Multiple factors that regulate the physical environments within stem cell niches can significantly influence cell fate decisions. Among these factors, DYRK kinases comprise a family of protein kinases that are highly evolutionarily conserved, from yeast to humans. DYRK kinases are emerging modulators of signal transduction, cell proliferation, survival, and differentiation and act as inducers of cell cycle exit and quiescence, as well as promote cell viability through their anti-apoptotic functions. The studies described herein have revealed that DYRK1B kinase is a multifunctional protein implicating several signaling pathways in development and in human diseases, regulating cell functions, such as cell proliferation, differentiation, cell viability, motility and transcription. The mechanism under which DYRK1B exerts its function each time seems to be cell type- and context-dependent. DYRK1B is involved in cancer, metabolic syndrome, glucose homeostasis, survival, myogenesis, spermatogenesis, adipogenesis and neurogenesis, as we have recently shown (Kokkorakis et al, 2020 unpublished data). Several of the studies described above have shown that DYRK1B is involved in various signaling pathways, such as HH, RAS and PI3K/mTOR/AKT, while HH comprises the major signaling pathway in which DYRK1B participates. DYRK1B seems to be not required for HH signaling, but it seems to act as a modulator involved in many HH-driven cascades during embryonic development.
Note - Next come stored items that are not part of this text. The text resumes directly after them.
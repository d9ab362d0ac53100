//! Core polygon type.

use crate::primitives::Point2;
use num_traits::Float;

/// An ordered sequence of vertices interpreted as a closed loop.
///
/// The last vertex implicitly connects to the first. Counter-clockwise
/// winding gives positive area. At least three vertices are needed for a
/// non-degenerate polygon, but no validation is performed: a clip result
/// may legally be empty or degenerate.
#[derive(Debug, Clone, PartialEq)]
pub struct Polygon<F> {
    /// The vertices of the polygon.
    pub vertices: Vec<Point2<F>>,
}

impl<F: Float> Polygon<F> {
    /// Creates a new polygon from vertices.
    #[inline]
    pub fn new(vertices: Vec<Point2<F>>) -> Self {
        Self { vertices }
    }

    /// Creates an empty polygon.
    #[inline]
    pub fn empty() -> Self {
        Self {
            vertices: Vec::new(),
        }
    }

    /// Returns true if the polygon has no vertices.
    #[inline]
    pub fn is_empty(&self) -> bool {
        self.vertices.is_empty()
    }

    /// Returns the number of vertices.
    #[inline]
    pub fn len(&self) -> usize {
        self.vertices.len()
    }

    /// Returns the signed area using the shoelace formula.
    ///
    /// Positive for counter-clockwise winding, negative for clockwise.
    pub fn signed_area(&self) -> F {
        if self.vertices.len() < 3 {
            return F::zero();
        }

        let n = self.vertices.len();
        let mut area = F::zero();

        for i in 0..n {
            let a = self.vertices[i];
            let b = self.vertices[(i + 1) % n];
            area = area + a.x * b.y - b.x * a.y;
        }

        area / F::from(2.0).unwrap()
    }

    /// Returns the absolute area of the polygon.
    pub fn area(&self) -> F {
        self.signed_area().abs()
    }

    /// Tests if the polygon is convex.
    ///
    /// All cross products of consecutive edges must have the same sign;
    /// near-zero cross products (collinear runs) are ignored. Useful for
    /// checking the clip-polygon precondition of
    /// [`sutherland_hodgman`](crate::polygon::sutherland_hodgman).
    pub fn is_convex(&self) -> bool {
        let n = self.vertices.len();
        if n < 3 {
            return true;
        }

        let mut sign: Option<bool> = None;

        for i in 0..n {
            let a = self.vertices[i];
            let b = self.vertices[(i + 1) % n];
            let c = self.vertices[(i + 2) % n];

            let cross = (b - a).cross(c - b);
            if cross.abs() <= F::epsilon() {
                continue;
            }

            let positive = cross > F::zero();
            match sign {
                None => sign = Some(positive),
                Some(s) if s != positive => return false,
                _ => {}
            }
        }

        true
    }

    /// Tests if a point is inside the polygon using ray casting.
    ///
    /// Points exactly on the boundary may report either way.
    pub fn contains(&self, point: Point2<F>) -> bool {
        let n = self.vertices.len();
        if n < 3 {
            return false;
        }

        let mut inside = false;
        let mut j = n - 1;

        for i in 0..n {
            let vi = self.vertices[i];
            let vj = self.vertices[j];

            if (vi.y > point.y) != (vj.y > point.y)
                && point.x < (vj.x - vi.x) * (point.y - vi.y) / (vj.y - vi.y) + vi.x
            {
                inside = !inside;
            }
            j = i;
        }

        inside
    }
}

#[cfg(test)]
mod tests {
    use super::*;

    fn approx_eq(a: f64, b: f64, eps: f64) -> bool {
        (a - b).abs() < eps
    }

    fn unit_square() -> Polygon<f64> {
        Polygon::new(vec![
            Point2::new(0.0, 0.0),
            Point2::new(1.0, 0.0),
            Point2::new(1.0, 1.0),
            Point2::new(0.0, 1.0),
        ])
    }

    #[test]
    fn test_empty() {
        let poly: Polygon<f64> = Polygon::empty();
        assert!(poly.is_empty());
        assert_eq!(poly.len(), 0);
        assert_eq!(poly.area(), 0.0);
    }

    #[test]
    fn test_signed_area_winding() {
        let ccw = unit_square();
        assert!(ccw.signed_area() > 0.0);

        let cw = Polygon::new(ccw.vertices.iter().rev().copied().collect());
        assert!(cw.signed_area() < 0.0);
        assert!(approx_eq(cw.area(), 1.0, 1e-10));
    }

    #[test]
    fn test_area_triangle() {
        let poly = Polygon::new(vec![
            Point2::new(0.0_f64, 0.0),
            Point2::new(2.0, 0.0),
            Point2::new(1.0, 2.0),
        ]);
        assert!(approx_eq(poly.area(), 2.0, 1e-10));
    }

    #[test]
    fn test_is_convex() {
        assert!(unit_square().is_convex());

        // L-shaped polygon is concave.
        let ell = Polygon::new(vec![
            Point2::new(0.0_f64, 0.0),
            Point2::new(2.0, 0.0),
            Point2::new(2.0, 1.0),
            Point2::new(1.0, 1.0),
            Point2::new(1.0, 2.0),
            Point2::new(0.0, 2.0),
        ]);
        assert!(!ell.is_convex());
    }

    #[test]
    fn test_is_convex_degenerate() {
        let two: Polygon<f64> =
            Polygon::new(vec![Point2::new(0.0, 0.0), Point2::new(1.0, 0.0)]);
        assert!(two.is_convex());
    }

    #[test]
    fn test_contains() {
        let poly = unit_square();
        assert!(poly.contains(Point2::new(0.5, 0.5)));
        assert!(!poly.contains(Point2::new(1.5, 0.5)));
        assert!(!poly.contains(Point2::new(-0.5, 0.5)));
    }
}
//! Error types for clipping operations.

use thiserror::Error;

/// Errors that can occur when constructing clipping inputs.
///
/// The clip operations themselves are total: once the inputs exist, no
/// call can fail. Validation happens up front at construction time.
#[derive(Debug, Clone, PartialEq, Eq, Error)]
pub enum ClipError {
    /// The clip rectangle's minimum corner exceeds its maximum corner.
    ///
    /// A degenerate window would silently classify every point with a
    /// nonsensical region code, so it is rejected outright.
    #[error("invalid clip rectangle: min corner must not exceed max corner")]
    InvalidRectangle,
}
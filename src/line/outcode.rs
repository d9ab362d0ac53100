//! Region codes for Cohen-Sutherland clipping.

use crate::primitives::Point2;
use crate::rect::ClipRect;
use bitflags::bitflags;
use num_traits::Float;

bitflags! {
    /// Region code classifying a point against a clip rectangle.
    ///
    /// The four boundary lines of the window partition the plane into nine
    /// regions. Each bit records one violated side; the empty set means the
    /// point is inside the window or on its boundary. A point in a corner
    /// region has two bits set (for example `TOP | LEFT`).
    #[derive(Clone, Copy, Debug, Default, PartialEq, Eq)]
    pub struct Outcode: u8 {
        const LEFT = 0b0001;
        const RIGHT = 0b0010;
        const BOTTOM = 0b0100;
        const TOP = 0b1000;
    }
}

impl Outcode {
    /// Computes the region code of a point relative to a clip rectangle.
    ///
    /// `LEFT` and `RIGHT` are mutually exclusive (checked in that order),
    /// as are `BOTTOM` and `TOP`. A point exactly on a boundary line sets
    /// no bit for that side; the window is a closed region.
    pub fn of<F: Float>(p: Point2<F>, rect: ClipRect<F>) -> Self {
        let mut code = Outcode::empty();

        if p.x < rect.xmin() {
            code |= Outcode::LEFT;
        } else if p.x > rect.xmax() {
            code |= Outcode::RIGHT;
        }

        if p.y < rect.ymin() {
            code |= Outcode::BOTTOM;
        } else if p.y > rect.ymax() {
            code |= Outcode::TOP;
        }

        code
    }
}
DYRK1B has an important role in stem cell biology as is essential for the regulation of the balance between proliferation and differentiation of stem cells during myogenesis, spermatogenesis, and neurogenesis. In human cancers, DYRK1B is crucial for maintaining CSCs in a quiescence state, rendering them resistant to cancer chemo- and radio-therapies by controlling the balance between quiescence and apoptosis. Moreover, DYRK1B regulates the maintenance of CSCs under hypoxia by phosphorylation of the ID2 protein, resulting in the maintenance of stemness. Re-entering of quiescent CSCs into cell cycle may be achieved using DYRK1B pharmacological inhibitors, which may serve as valuable drugs in cancer therapy[43,80]. Moreover, DYRK1B may be used as a diagnostic marker for various types of human cancer.